TASK OBJECTIVE: Read through the lines below and copy the ones holding the string "type".

· · · ·

// Copyright (c) 2025 Erick Bourgeois, firestoned
// SPDX-License-Identifier: MIT

//! Unit tests for `crd.rs`

#[cfg(test)]
mod tests {
    use super::super::{
        object_key, DNSEntry, DNSEntrySpec, DNSProvider, DNSProviderSpec, RoutingPolicySpec,
        SecretReference, Selection,
    };
    use k8s_openapi::apimachinery::pkg::apis::meta::v1::ObjectMeta;
    use std::collections::BTreeMap;

    fn entry(namespace: &str, name: &str, spec: DNSEntrySpec) -> DNSEntry {
        DNSEntry {
            metadata: ObjectMeta {
                name: Some(name.to_string()),
                namespace: Some(namespace.to_string()),
                ..ObjectMeta::default()
            },
            spec,
            status: None,
        }
    }

    #[test]
    fn test_entry_spec_serializes_camel_case() {
        let spec = DNSEntrySpec {
            dns_name: "www.example.com".to_string(),
            targets: Some(vec!["1.2.3.4".to_string()]),
            text: None,
            ttl: Some(360),
            resolve_targets_to_addresses: Some(true),
            cname_lookup_interval: Some(120),
            routing_policy: None,
        };
        let json = serde_json::to_value(&spec).unwrap();
        assert_eq!(json["dnsName"], "www.example.com");
        assert_eq!(json["ttl"], 360);
        assert_eq!(json["resolveTargetsToAddresses"], true);
        assert_eq!(json["cnameLookupInterval"], 120);
        assert!(json.get("text").is_none(), "unset fields are omitted");
    }

    #[test]
    fn test_provider_spec_round_trip() {
        let spec = DNSProviderSpec {
            r#type: "mock".to_string(),
            secret_ref: SecretReference {
                name: "credentials".to_string(),
                namespace: None,
            },
            provider_config: Some(serde_json::json!({"name": "test", "zones": ["example.com"]})),
            domains: Some(Selection {
                include: vec!["example.com".to_string()],
                exclude: vec![],
            }),
            zones: None,
            rate_limit: None,
            default_ttl: Some(300),
        };
        let json = serde_json::to_value(&spec).unwrap();
        assert_eq!(json["type"], "mock");
        assert_eq!(json["secretRef"]["name"], "credentials");
        assert_eq!(json["domains"]["include"][0], "example.com");

        let back: DNSProviderSpec = serde_json::from_value(json).unwrap();
        assert_eq!(back.r#type, "mock");
        assert_eq!(back.default_ttl, Some(300));
    }

    #[test]
    fn test_entry_key_and_provider_key() {
        assert_eq!(object_key("default", "www"), "default/www");

        let e = entry(
            "default",
            "www",
            DNSEntrySpec {
                dns_name: "www.example.com".to_string(),
                targets: None,
                text: None,
                ttl: None,
                resolve_targets_to_addresses: None,
                cname_lookup_interval: None,
                routing_policy: None,
            },
        );
        assert_eq!(e.entry_key(), "default/www");

        let p = DNSProvider {
            metadata: ObjectMeta {
                name: Some("p1".to_string()),
                namespace: Some("dns".to_string()),
                ..ObjectMeta::default()
            },
            spec: DNSProviderSpec {
                r#type: "mock".to_string(),
                secret_ref: SecretReference::default(),
                provider_config: None,
                domains: None,
                zones: None,
                rate_limit: None,
                default_ttl: None,
            },
            status: None,
        };
        assert_eq!(p.provider_key(), "dns/p1");
    }

    #[test]
    fn test_set_identifier_from_routing_policy() {
        let mut parameters = BTreeMap::new();
        parameters.insert("weight".to_string(), "10".to_string());
        let e = entry(
            "default",
            "weighted",
            DNSEntrySpec {
                dns_name: "w.example.com".to_string(),
                targets: Some(vec!["1.2.3.4".to_string()]),
                text: None,
                ttl: None,
                resolve_targets_to_addresses: None,
                cname_lookup_interval: None,
                routing_policy: Some(RoutingPolicySpec {
                    r#type: "weighted".to_string(),
                    set_identifier: "blue".to_string(),
                    parameters,
                }),
            },
        );
        assert_eq!(e.set_identifier(), "blue");

        let plain = entry(
            "default",
            "plain",
            DNSEntrySpec {
                dns_name: "p.example.com".to_string(),
                targets: Some(vec!["1.2.3.4".to_string()]),
                text: None,
                ttl: None,
                resolve_targets_to_addresses: None,
                cname_lookup_interval: None,
                routing_policy: None,
            },
        );
        assert_eq!(plain.set_identifier(), "");
    }
}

· · · ·

REPLY:
            r#type: "mock".to_string(),
        assert_eq!(json["type"], "mock");
        assert_eq!(back.r#type, "mock");
                r#type: "mock".to_string(),
                    r#type: "weighted".to_string(),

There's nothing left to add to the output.